An estimated 800,000 people work in the creative sector in the UK, according to research published by Europe Economics, and combined the sector accounts for an estimated 7% of GDP. Businesses include television, publishing, design, computer games, film, music and advertising.

Lewis believes that Britain has only managed to create "a handful of global businesses and lots of micro businesses" in a sector dominated by US companies – and hopes that McKenna will be able to devise a regime that encourages entrepreneurs to stay invested as opposed to making money by selling out.

McKenna's Ingenious group is a specialist tax and financial adviser to media companies, helping back Spice Girls svengali Simon Fuller, advise Robbie Williams on a £50m record deal with EMI, and part financing films such as Avatar. His recruitment is a coup for Labour: the accountant has no track record as a donor or party supporter. Prior to setting up Ingenious, McKenna was the chief executive of Lloyd Webber's Really Useful Group.

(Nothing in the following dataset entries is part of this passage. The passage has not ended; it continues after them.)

use glam::DVec2;
use serde::Deserialize;

use crate::{chess::Square, error::Error};

/// Height at which pieces are picked up and released on the far half of the board.
pub const FAR_DESCENT_HEIGHT: f64 = 140.0;
/// Height at which pieces are picked up and released on the near half of the board.
pub const NEAR_DESCENT_HEIGHT: f64 = 150.0;
/// Far-half height used for the rook while castling.
pub const ROOK_FAR_DESCENT_HEIGHT: f64 = 145.0;

/// Arm coordinates, in millimetres, of the centres of the four corner squares.
#[derive(Clone, Copy, Debug, PartialEq, Deserialize)]
#[serde(deny_unknown_fields)]
pub struct CalibrationCorners {
    pub a1: DVec2,
    pub h1: DVec2,
    pub a8: DVec2,
    pub h8: DVec2,
}

impl Default for CalibrationCorners {
    fn default() -> Self {
        CalibrationCorners {
            a1: DVec2::new(500.0, -95.0),
            h1: DVec2::new(500.0, 95.0),
            a8: DVec2::new(300.0, -85.0),
            h8: DVec2::new(295.0, 105.0),
        }
    }
}

impl CalibrationCorners {
    /// True when three of the corners lie on a common line.
    pub fn is_degenerate(&self) -> bool {
        let [a1, h1, a8, h8] = [self.a1, self.h1, self.a8, self.h8];
        let area = |p: DVec2, q: DVec2, r: DVec2| (q - p).perp_dot(r - p).abs();
        let eps = 1e-6;
        area(a1, h1, a8) < eps
            || area(a1, h1, h8) < eps
            || area(a1, a8, h8) < eps
            || area(h1, a8, h8) < eps
    }
}

/// Where a square sits in arm coordinates.
#[derive(Clone, Copy, Debug, PartialEq)]
pub struct PhysicalPosition {
    pub x: f64,
    pub y: f64,
    /// The board rank, 1 through 8.
    pub rank: u32,
}

impl PhysicalPosition {
    pub fn descent_height(&self) -> f64 {
        descent_height(self.rank)
    }
}

/// The z at which the claw closes on a piece standing on `rank`.
pub fn descent_height(rank: u32) -> f64 {
    if rank >= 5 {
        FAR_DESCENT_HEIGHT
    } else {
        NEAR_DESCENT_HEIGHT
    }
}

/// Like [`descent_height`], but for the rook while castling. The far-half value differs.
pub fn rook_descent_height(rank: u32) -> f64 {
    if rank >= 5 {
        ROOK_FAR_DESCENT_HEIGHT
    } else {
        NEAR_DESCENT_HEIGHT
    }
}

/// Represents the physical board as seen by the arm.
#[derive(Clone, Copy, Debug, Default)]
pub struct Board {
    pub corners: CalibrationCorners,
}

impl Board {
    pub fn new(corners: CalibrationCorners) -> Self {
        Board { corners }
    }

    /// Bilinear interpolation of the square centre between the calibrated corners.
    pub fn square_to_position(&self, square: Square) -> Result<PhysicalPosition, Error> {
        if !square.is_on_board() {
            return Err(Error::InvalidSquare(square.to_string()));
        }
        let fx = square.file as f64 / 7.0;
        let fy = square.rank as f64 / 7.0;

        let c = &self.corners;
        let a_file = lerp(c.a1, c.a8, fy);
        let h_file = lerp(c.h1, c.h8, fy);
        let p = lerp(a_file, h_file, fx);

        Ok(PhysicalPosition {
            x: p.x,
            y: p.y,
            rank: square.rank_number(),
        })
    }
}

/// Exact at both ends, so the corner squares land on their anchors.
fn lerp(a: DVec2, b: DVec2, t: f64) -> DVec2 {
    a * (1.0 - t) + b * t
}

Under Labour, the Treasury introduced a string of tax breaks designed to stimulate film production in Britain in the face of competition from countries like the Czech Republic. The policy has led to films like Captain America shooting New York street scenes in Manchester. It has seen film production hit record levels. Last year 119 films were made or partly made in Britain, spending £1.15bn in the process.

However, plans to introduce a similar tax break to stimulate computer games development were dropped by the coalition government, which said the benefit could not be afforded in the light of Britain's financial problems. Lewis would not be drawn on whether McKenna would support a computer games tax break, but said: "The fact remains that Labour, the Conservatives and the Liberals all went into the election planning to introduce a games break and it hasn't been introduced."

Labour has also sent in its initial submission to Lord Justice Leveson's inquiry into phone hacking, press standards and media regulation.

In an interview with the Guardian, Lewis said that the party was committed to introducing rules tightening cross media ownership laws – although he would not say whether the party was committed to blocking any future combination of News International's Sun and Times titles with BSkyB.